For each annotated genome, inputs consist of (but are not limited to):

  • a nucleotide fasta file: containing the CDS sequence of each genes

  • the translated sequences in fasta

  • the annotation file obtained after Eggnog-mapper annotation (usually xxx.emapper.annotation)

  • the name of the considered organism (can be “bacteria” or “metagenome”) or a file with organisms names (matching the genomes names).

In addition, as optional files:

  • a gff file: containing the position of each gene on the genome

  • the number of available cores for multiprocessing (when working on multiple genomes)

  • a go-basic file of GO ontology (if not given, emapper2gbk will download a copy and use it)

Dependencies and installation

Dependencies

All are described in requirements.txt and can be installed with pip install -r requirements.txt.

  • biopython

  • gffutils

  • numpy

  • pandas

  • pronto

  • requests

Install

  • From this cloned repository

pip install -r requirements.txt
pip install .
  • From Pypi

pip install emapper2gbk

Usage

Convert GFF, fastas, annotation table and species name into Genbank. usage: emapper2gbk [-h] [-v] {genomic,metagenomic} ...

Two modes: genomic (one genome/proteome/gff/annot file –> one gbk) or metagenomic with the annotation of the full gene catalogue and fasta files (proteome/genomes) corresponding to list of genes.

Genomic mode can be used with or without gff files making it suitable to build a gbk from a list of genes and their annotation.

You can give the GO ontology as an input to the program, it will be otherwise downloaded during the run.

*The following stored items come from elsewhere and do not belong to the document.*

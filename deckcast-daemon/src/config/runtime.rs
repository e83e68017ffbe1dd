//! Runtime configuration re-exports.
//!
//! The actual config types are defined in `deckcast-core::config`.
//! This module re-exports them for convenience.

pub use deckcast_core::config::{ConnectionTiming, RuntimeConfig};
pub use deckcast_core::events::DeckId;
//! PlayAnnouncer processor.
//!
//! Turns a [`PlayRequest`] into a public status:
//! - Looks up the requesting account (best effort)
//! - Composes the announcement text
//! - Posts it through the [`Announcer`]
//!
//! A failed lookup only drops the requester line. A failed post is alerted
//! and the announcement is lost; there is no retry.

use std::sync::Arc;

use deckcast_sdk::objects::{Account, RequestEntity, StatusVisibility};
use kanau::processor::Processor;
use thiserror::Error;
use tracing::{info, warn};

use crate::events::{AlertHandle, DeckId, PlayRequest};
use crate::services::{AccountLookup, Announcer, ServiceError};

/// Errors that can occur while announcing a play.
#[derive(Debug, Error)]
pub enum AnnounceError {
    /// The status could not be posted.
    #[error("failed to post announcement: {0}")]
    Post(#[source] ServiceError),
}

/// Compose the announcement text for a request that started playing.
///
/// The requester line is appended only when the account could be resolved.
pub fn compose_announcement(
    deck: DeckId,
    entity: &RequestEntity,
    requester: Option<&Account>,
) -> String {
    let mut text = format!(
        "🔊 Deck{deck} 🔊\n{info} (via {link} )\n #deck{deck} #d{deck}\n",
        info = entity.info,
        link = entity.link,
    );
    if let Some(account) = requester {
        text.push_str("----\nリクエスト: ");
        text.push_str(&requester_name(account));
    }
    text
}

fn requester_name(account: &Account) -> String {
    match account.display_name.as_deref() {
        Some(display_name) if !display_name.is_empty() => {
            format!("{display_name}さん ({})", account.username)
        }
        _ => format!("{}さん", account.username),
    }
}

/// Posts play announcements.
pub struct PlayAnnouncer {
    announcer: Arc<dyn Announcer>,
    accounts: Arc<dyn AccountLookup>,
    alerts: AlertHandle,
    visibility: StatusVisibility,
}

impl PlayAnnouncer {
    pub fn new(
        announcer: Arc<dyn Announcer>,
        accounts: Arc<dyn AccountLookup>,
        alerts: AlertHandle,
        visibility: StatusVisibility,
    ) -> Self {
        Self {
            announcer,
            accounts,
            alerts,
            visibility,
        }
    }

    /// Announce one play. Exactly one post is attempted.
    pub async fn announce(&self, request: PlayRequest) -> Result<(), AnnounceError> {
        let PlayRequest { deck, entity } = request;

        let requester = match self.accounts.get(entity.account_id).await {
            Ok(account) => Some(account),
            Err(e) => {
                warn!(
                    %deck,
                    account_id = entity.account_id,
                    error = %e,
                    "Failed to look up requester, announcing without it"
                );
                self.alerts.notify(
                    format!(
                        "Deck {deck}: failed to look up account {}",
                        entity.account_id
                    ),
                    Some(e.to_string()),
                );
                None
            }
        };

        let text = compose_announcement(deck, &entity, requester.as_ref());

        if let Err(e) = self.announcer.post(&text, self.visibility).await {
            self.alerts.notify(
                format!("Deck {deck}: failed to announce request {}", entity.id),
                Some(e.to_string()),
            );
            return Err(AnnounceError::Post(e));
        }

        info!(%deck, request_id = %entity.id, "Play announced");
        Ok(())
    }
}

impl Processor<PlayRequest> for PlayAnnouncer {
    type Output = ();
    type Error = AnnounceError;

    async fn process(&self, request: PlayRequest) -> Result<(), AnnounceError> {
        self.announce(request).await
    }
}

You can download it here: http://purl.obolibrary.org/obo/go/go-basic.obo . The program requests the NCBI database to retrieve taxonomic information of the organism. However, if the organism is “bacteria” or “metagenome”, the taxonomic information will not have to be retrieved online. Hence, if you need to run the program from a cluster with no internet access, it is possible for a “bacteria” or “metagenome” organism, and by providing the GO-basic.obo file (that you can download before using emapper2gbk).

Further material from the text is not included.